A expansão aos novos mercados, porém, esgotou o ímpeto em menos de vinte anos, não evitando que o capitalismo mundializado fosse conduzido ao beco da crise actual. Rapidamente o sistema mostrou a mesma face espoliadora às populações trabalhadoras recém-conquistadas.
Em vez da ambicionada eternização do capitalismo, desenvolveram-se as bases materiais do socialismo. O triunfo do imperialismo mostrou-se, assim, de curto prazo.

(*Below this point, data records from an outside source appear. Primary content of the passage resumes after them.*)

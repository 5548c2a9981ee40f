//! Spotify Playback Launcher Library
//!
//! This library provides the core of a search-launcher adapter for Spotify:
//! it turns a typed query into a list of matching tracks and exposes playback
//! actions (play, queue, transfer-to-device) against the user's active
//! Spotify session. The CLI binary in this crate plays the role of the
//! launcher host; any other host can drive the same client.
//!
//! # Modules
//!
//! - `cli` - Command-line interface implementations
//! - `config` - Configuration management and environment variables
//! - `management` - Token lifecycle, device policy and persisted state
//! - `spotify` - Spotify Web API client implementation
//! - `types` - Data structures and type definitions
//!
//! # Example
//!
//! ```
//! use spotlaunch::{config, spotify::SpotifyClient};
//!
//! #[tokio::main]
//! async fn main() -> spotlaunch::Res<()> {
//!     config::load_env().await?;
//!     let client = SpotifyClient::from_config();
//!     let tracks = client.search_tracks("daft punk", 5).await?;
//!     Ok(())
//! }
//! ```

pub mod cli;
pub mod config;
pub mod management;
pub mod spotify;
pub mod types;

/// A convenient Result type alias for operations that may fail.
///
/// Provides a standard error handling pattern throughout the application
/// using a boxed dynamic error trait object. This allows for flexible
/// error handling while maintaining Send + Sync bounds for async contexts.
///
/// # Type Parameters
///
/// - `T` - The success type returned on successful operations
///
/// # Example
///
/// ```
/// use spotlaunch::Res;
///
/// async fn fetch_data() -> Res<String> {
///     Ok("data".to_string())
/// }
/// ```
pub type Res<T> = std::result::Result<T, Box<dyn std::error::Error + Send + Sync>>;

/// Prints an informational message with a blue bullet point.
///
/// Creates a formatted output line with a distinctive blue "o" indicator
/// followed by the provided message. Used for general information and
/// status updates throughout the application.
///
/// # Arguments
///
/// The macro accepts the same arguments as `println!`, supporting format
/// strings and interpolation.
///
/// # Example
///
/// ```
/// info!("Playing on active device: {}", device.name);
/// ```
#[macro_export]
macro_rules! info {
  ($($arg:tt)*) => ({
    use colored::Colorize;
    println!("[{}] {}", "o".blue().bold(), std::format_args!($($arg)*));
  })
}

/// Prints a success message with a green checkmark.
///
/// Creates a formatted output line with a green "✓" indicator to signify
/// successful completion of operations.
///
/// # Example
///
/// ```
/// success!("Everything is set up correctly.");
/// ```
#[macro_export]
macro_rules! success {
  ($($arg:tt)*) => ({
    use colored::Colorize;
    println!("[{}] {}", "✓".green().bold(), std::format_args!($($arg)*));
  })
}

/// Prints an error message with a red exclamation mark and exits the program.
///
/// Creates a formatted error output with a red "!" indicator and immediately
/// terminates the program with exit code 1. Used for unrecoverable errors in
/// the CLI layer only; library code reports failures through return values
/// and `warning!` instead.
///
/// # Behavior
///
/// This macro will cause the program to exit immediately after printing
/// the error message.
///
/// # Example
///
/// ```
/// error!("Cannot load environment. Err: {}", e);
/// // Program exits here - code after this will not execute
/// ```
#[macro_export]
macro_rules! error {
  ($($arg:tt)*) => ({
    use colored::Colorize;
    println!("[{}] {}", "!".red().bold(), std::format_args!($($arg)*));
    std::process::exit(1);
  })
}

/// Prints a warning message with a yellow exclamation mark.
///
/// Creates a formatted output line with a yellow "!" indicator to highlight
/// potential issues that don't require program termination. Fire-and-forget
/// playback calls report their failures through this hook.
///
/// # Example
///
/// ```
/// warning!("Queue request failed: {}", e);
/// ```
#[macro_export]
macro_rules! warning {
  ($($arg:tt)*) => ({
    use colored::Colorize;
    println!("[{}] {}", "!".yellow().bold(), std::format_args!($($arg)*));
  })
}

Um novo ciclo revolucionário
23. Numa época de expansão e crescimento das forças produtivas capitalistas, como a que decorreu no segundo pós-guerra, não é possível levar a cabo verdadeiras revoluções sociais. Apesar das importantes lutas anticoloniais e anti-imperialistas travadas depois de 1950, e das vitórias conseguidas, a revolução proletária mundial entrou em recuo. Uma revolução socialista só é possível nos períodos em que se abre o conflito entre as forças de produção modernas e as formas de produção burguesas.
É isso mesmo que está em causa na actual crise. Criam-se assim as condições de um novo ciclo revolucionário no qual participarão as forças sociais geradas no período de expansão capitalista que se encerrou.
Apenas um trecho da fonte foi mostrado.